- **Your assignment**:
Return all entries below exactly. Skip nothing.

- **Data extracts**:
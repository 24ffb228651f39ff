//! In-process object store. Objects live in a `BTreeMap`, so listings come
//! back in key order.

use crate::{
    models::object::{ByteStream, ListingEntry, ObjectBody, PutMetadata, Written},
    services::store::{ObjectStore, StoreResult},
};
use async_trait::async_trait;
use bytes::{Bytes, BytesMut};
use chrono::{DateTime, Utc};
use futures::{StreamExt, stream};
use md5::Context;
use std::{collections::BTreeMap, io, sync::Arc};
use tokio::sync::RwLock;

/// Size of the chunks a stored object is read back in.
const READ_CHUNK: usize = 64 * 1024;

#[derive(Clone, Debug)]
struct StoredBlob {
    data: Bytes,
    content_type: String,
    etag: String,
    uploaded_at: DateTime<Utc>,
}

#[derive(Clone, Debug, Default)]
pub struct MemoryStore {
    objects: Arc<RwLock<BTreeMap<String, StoredBlob>>>,
}

impl MemoryStore {
    pub fn new() -> Self {
        Self::default()
    }

    pub async fn len(&self) -> usize {
        self.objects.read().await.len()
    }

    pub async fn is_empty(&self) -> bool {
        self.objects.read().await.is_empty()
    }
}

#[async_trait]
impl ObjectStore for MemoryStore {
    async fn put(
        &self,
        key: &str,
        mut body: ByteStream,
        metadata: PutMetadata,
    ) -> StoreResult<Written> {
        let mut data = BytesMut::new();
        let mut digest = Context::new();
        while let Some(chunk) = body.next().await {
            let chunk = chunk?;
            digest.consume(&chunk);
            data.extend_from_slice(&chunk);
        }

        // The map is only touched once the body is complete, so a failed
        // stream never replaces the current object.
        let blob = StoredBlob {
            data: data.freeze(),
            content_type: metadata.content_type,
            etag: format!("{:x}", digest.compute()),
            uploaded_at: Utc::now(),
        };
        let written = Written {
            key: key.to_string(),
            size: blob.data.len() as u64,
            etag: blob.etag.clone(),
            uploaded_at: blob.uploaded_at,
        };
        self.objects.write().await.insert(key.to_string(), blob);
        Ok(written)
    }

    async fn get(&self, key: &str) -> StoreResult<Option<ObjectBody>> {
        let Some(blob) = self.objects.read().await.get(key).cloned() else {
            return Ok(None);
        };

        let data = blob.data;
        let size = data.len() as u64;
        let chunks = (0..data.len()).step_by(READ_CHUNK).map(move |start| {
            let end = (start + READ_CHUNK).min(data.len());
            Ok::<_, io::Error>(data.slice(start..end))
        });

        Ok(Some(ObjectBody {
            body: stream::iter(chunks).boxed(),
            content_type: blob.content_type,
            etag: blob.etag,
            size,
            uploaded_at: blob.uploaded_at,
        }))
    }

    async fn list(&self, limit: usize) -> StoreResult<Vec<ListingEntry>> {
        let objects = self.objects.read().await;
        Ok(objects
            .iter()
            .take(limit)
            .map(|(key, blob)| ListingEntry {
                key: key.clone(),
                size: blob.data.len() as u64,
                uploaded_at: blob.uploaded_at,
            })
            .collect())
    }
}
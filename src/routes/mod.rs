pub mod route;
#[allow(clippy::module_inception)]
pub mod routes;
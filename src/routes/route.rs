//! Request classification. A request is resolved to exactly one [`Route`]
//! before any handler runs.

use crate::errors::GatewayError;
use axum::http::Method;
use percent_encoding::{AsciiSet, NON_ALPHANUMERIC, percent_decode_str, utf8_percent_encode};

/// Prefix under which stored objects are served.
pub const FILES_PREFIX: &str = "/files/";

/// Characters left alone when a key is embedded in a URL: ASCII
/// alphanumerics plus `- _ . ! ~ * ' ( )`.
const KEY_ENCODE_SET: &AsciiSet = &NON_ALPHANUMERIC
    .remove(b'-')
    .remove(b'_')
    .remove(b'.')
    .remove(b'!')
    .remove(b'~')
    .remove(b'*')
    .remove(b'\'')
    .remove(b'(')
    .remove(b')');

#[derive(Clone, Debug, PartialEq, Eq)]
pub enum Route {
    /// `GET /`
    Index,
    /// `POST /upload`
    Upload,
    /// `GET /files`
    List,
    /// `GET /files/{key}`, key already percent-decoded.
    Read { key: String },
    /// Anything else.
    NotFound,
}

impl Route {
    /// Match on method and raw (still percent-encoded) path.
    ///
    /// Fails only when a `/files/` tail does not decode to UTF-8.
    pub fn resolve(method: &Method, path: &str) -> Result<Self, GatewayError> {
        let route = match (method, path) {
            (&Method::GET, "/") => Self::Index,
            (&Method::POST, "/upload") => Self::Upload,
            (&Method::GET, "/files") => Self::List,
            (&Method::GET, _) => match path.strip_prefix(FILES_PREFIX) {
                Some(tail) => Self::Read {
                    key: decode_key(tail)?,
                },
                None => Self::NotFound,
            },
            _ => Self::NotFound,
        };
        Ok(route)
    }
}

/// Percent-encode `key` for use as a single URL path segment.
pub fn encode_key(key: &str) -> String {
    utf8_percent_encode(key, KEY_ENCODE_SET).to_string()
}

/// Path to the retrieval endpoint for `key`.
pub fn file_path(key: &str) -> String {
    format!("{}{}", FILES_PREFIX, encode_key(key))
}

fn decode_key(raw: &str) -> Result<String, GatewayError> {
    percent_decode_str(raw)
        .decode_utf8()
        .map(|key| key.into_owned())
        .map_err(|_| GatewayError::invalid("key is not valid UTF-8 after percent-decoding"))
}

- **Completed exercise**:
repository 24ffb228651f39ff
//! In-process object store. Objects live in a `BTreeMap`, so listings come
//! back in key order.

use crate::{
    models::object::{ByteStream, ListingEntry, ObjectBody, PutMetadata, Written},
    services::store::{ObjectStore, StoreResult},
};
use async_trait::async_trait;
use bytes::{Bytes, BytesMut};
use chrono::{DateTime, Utc};
use futures::{StreamExt, stream};
use md5::Context;
use std::{collections::BTreeMap, io, sync::Arc};
use tokio::sync::RwLock;

/// Size of the chunks a stored object is read back in.
const READ_CHUNK: usize = 64 * 1024;

#[derive(Clone, Debug)]
struct StoredBlob {
    data: Bytes,
    content_type: String,
    etag: String,
    uploaded_at: DateTime<Utc>,
}

#[derive(Clone, Debug, Default)]
pub struct MemoryStore {
    objects: Arc<RwLock<BTreeMap<String, StoredBlob>>>,
}

impl MemoryStore {
    pub fn new() -> Self {
        Self::default()
    }

    pub async fn len(&self) -> usize {
        self.objects.read().await.len()
    }

    pub async fn is_empty(&self) -> bool {
        self.objects.read().await.is_empty()
    }
}

#[async_trait]
impl ObjectStore for MemoryStore {
    async fn put(
        &self,
        key: &str,
        mut body: ByteStream,
        metadata: PutMetadata,
    ) -> StoreResult<Written> {
        let mut data = BytesMut::new();
        let mut digest = Context::new();
        while let Some(chunk) = body.next().await {
            let chunk = chunk?;
            digest.consume(&chunk);
            data.extend_from_slice(&chunk);
        }

        // The map is only touched once the body is complete, so a failed
        // stream never replaces the current object.
        let blob = StoredBlob {
            data: data.freeze(),
            content_type: metadata.content_type,
            etag: format!("{:x}", digest.compute()),
            uploaded_at: Utc::now(),
        };
        let written = Written {
            key: key.to_string(),
            size: blob.data.len() as u64,
            etag: blob.etag.clone(),
            uploaded_at: blob.uploaded_at,
        };
        self.objects.write().await.insert(key.to_string(), blob);
        Ok(written)
    }

    async fn get(&self, key: &str) -> StoreResult<Option<ObjectBody>> {
        let Some(blob) = self.objects.read().await.get(key).cloned() else {
            return Ok(None);
        };

        let data = blob.data;
        let size = data.len() as u64;
        let chunks = (0..data.len()).step_by(READ_CHUNK).map(move |start| {
            let end = (start + READ_CHUNK).min(data.len());
            Ok::<_, io::Error>(data.slice(start..end))
        });

        Ok(Some(ObjectBody {
            body: stream::iter(chunks).boxed(),
            content_type: blob.content_type,
            etag: blob.etag,
            size,
            uploaded_at: blob.uploaded_at,
        }))
    }

    async fn list(&self, limit: usize) -> StoreResult<Vec<ListingEntry>> {
        let objects = self.objects.read().await;
        Ok(objects
            .iter()
            .take(limit)
            .map(|(key, blob)| ListingEntry {
                key: key.clone(),
                size: blob.data.len() as u64,
                uploaded_at: blob.uploaded_at,
            })
            .collect())
    }
}
filename src/routes/mod.rs
pub mod route;
#[allow(clippy::module_inception)]
pub mod routes;
filename src/routes/route.rs
//! Request classification. A request is resolved to exactly one [`Route`]
//! before any handler runs.

use crate::errors::GatewayError;
use axum::http::Method;
use percent_encoding::{AsciiSet, NON_ALPHANUMERIC, percent_decode_str, utf8_percent_encode};

/// Prefix under which stored objects are served.
pub const FILES_PREFIX: &str = "/files/";

/// Characters left alone when a key is embedded in a URL: ASCII
/// alphanumerics plus `- _ . ! ~ * ' ( )`.
const KEY_ENCODE_SET: &AsciiSet = &NON_ALPHANUMERIC
    .remove(b'-')
    .remove(b'_')
    .remove(b'.')
    .remove(b'!')
    .remove(b'~')
    .remove(b'*')
    .remove(b'\'')
    .remove(b'(')
    .remove(b')');

#[derive(Clone, Debug, PartialEq, Eq)]
pub enum Route {
    /// `GET /`
    Index,
    /// `POST /upload`
    Upload,
    /// `GET /files`
    List,
    /// `GET /files/{key}`, key already percent-decoded.
    Read { key: String },
    /// Anything else.
    NotFound,
}

impl Route {
    /// Match on method and raw (still percent-encoded) path.
    ///
    /// Fails only when a `/files/` tail does not decode to UTF-8.
    pub fn resolve(method: &Method, path: &str) -> Result<Self, GatewayError> {
        let route = match (method, path) {
            (&Method::GET, "/") => Self::Index,
            (&Method::POST, "/upload") => Self::Upload,
            (&Method::GET, "/files") => Self::List,
            (&Method::GET, _) => match path.strip_prefix(FILES_PREFIX) {
                Some(tail) => Self::Read {
                    key: decode_key(tail)?,
                },
                None => Self::NotFound,
            },
            _ => Self::NotFound,
        };
        Ok(route)
    }
}

/// Percent-encode `key` for use as a single URL path segment.
pub fn encode_key(key: &str) -> String {
    utf8_percent_encode(key, KEY_ENCODE_SET).to_string()
}

/// Path to the retrieval endpoint for `key`.
pub fn file_path(key: &str) -> String {
    format!("{}{}", FILES_PREFIX, encode_key(key))
}

fn decode_key(raw: &str) -> Result<String, GatewayError> {
    percent_decode_str(raw)
        .decode_utf8()
        .map(|key| key.into_owned())
        .map_err(|_| GatewayError::invalid("key is not valid UTF-8 after percent-decoding"))
}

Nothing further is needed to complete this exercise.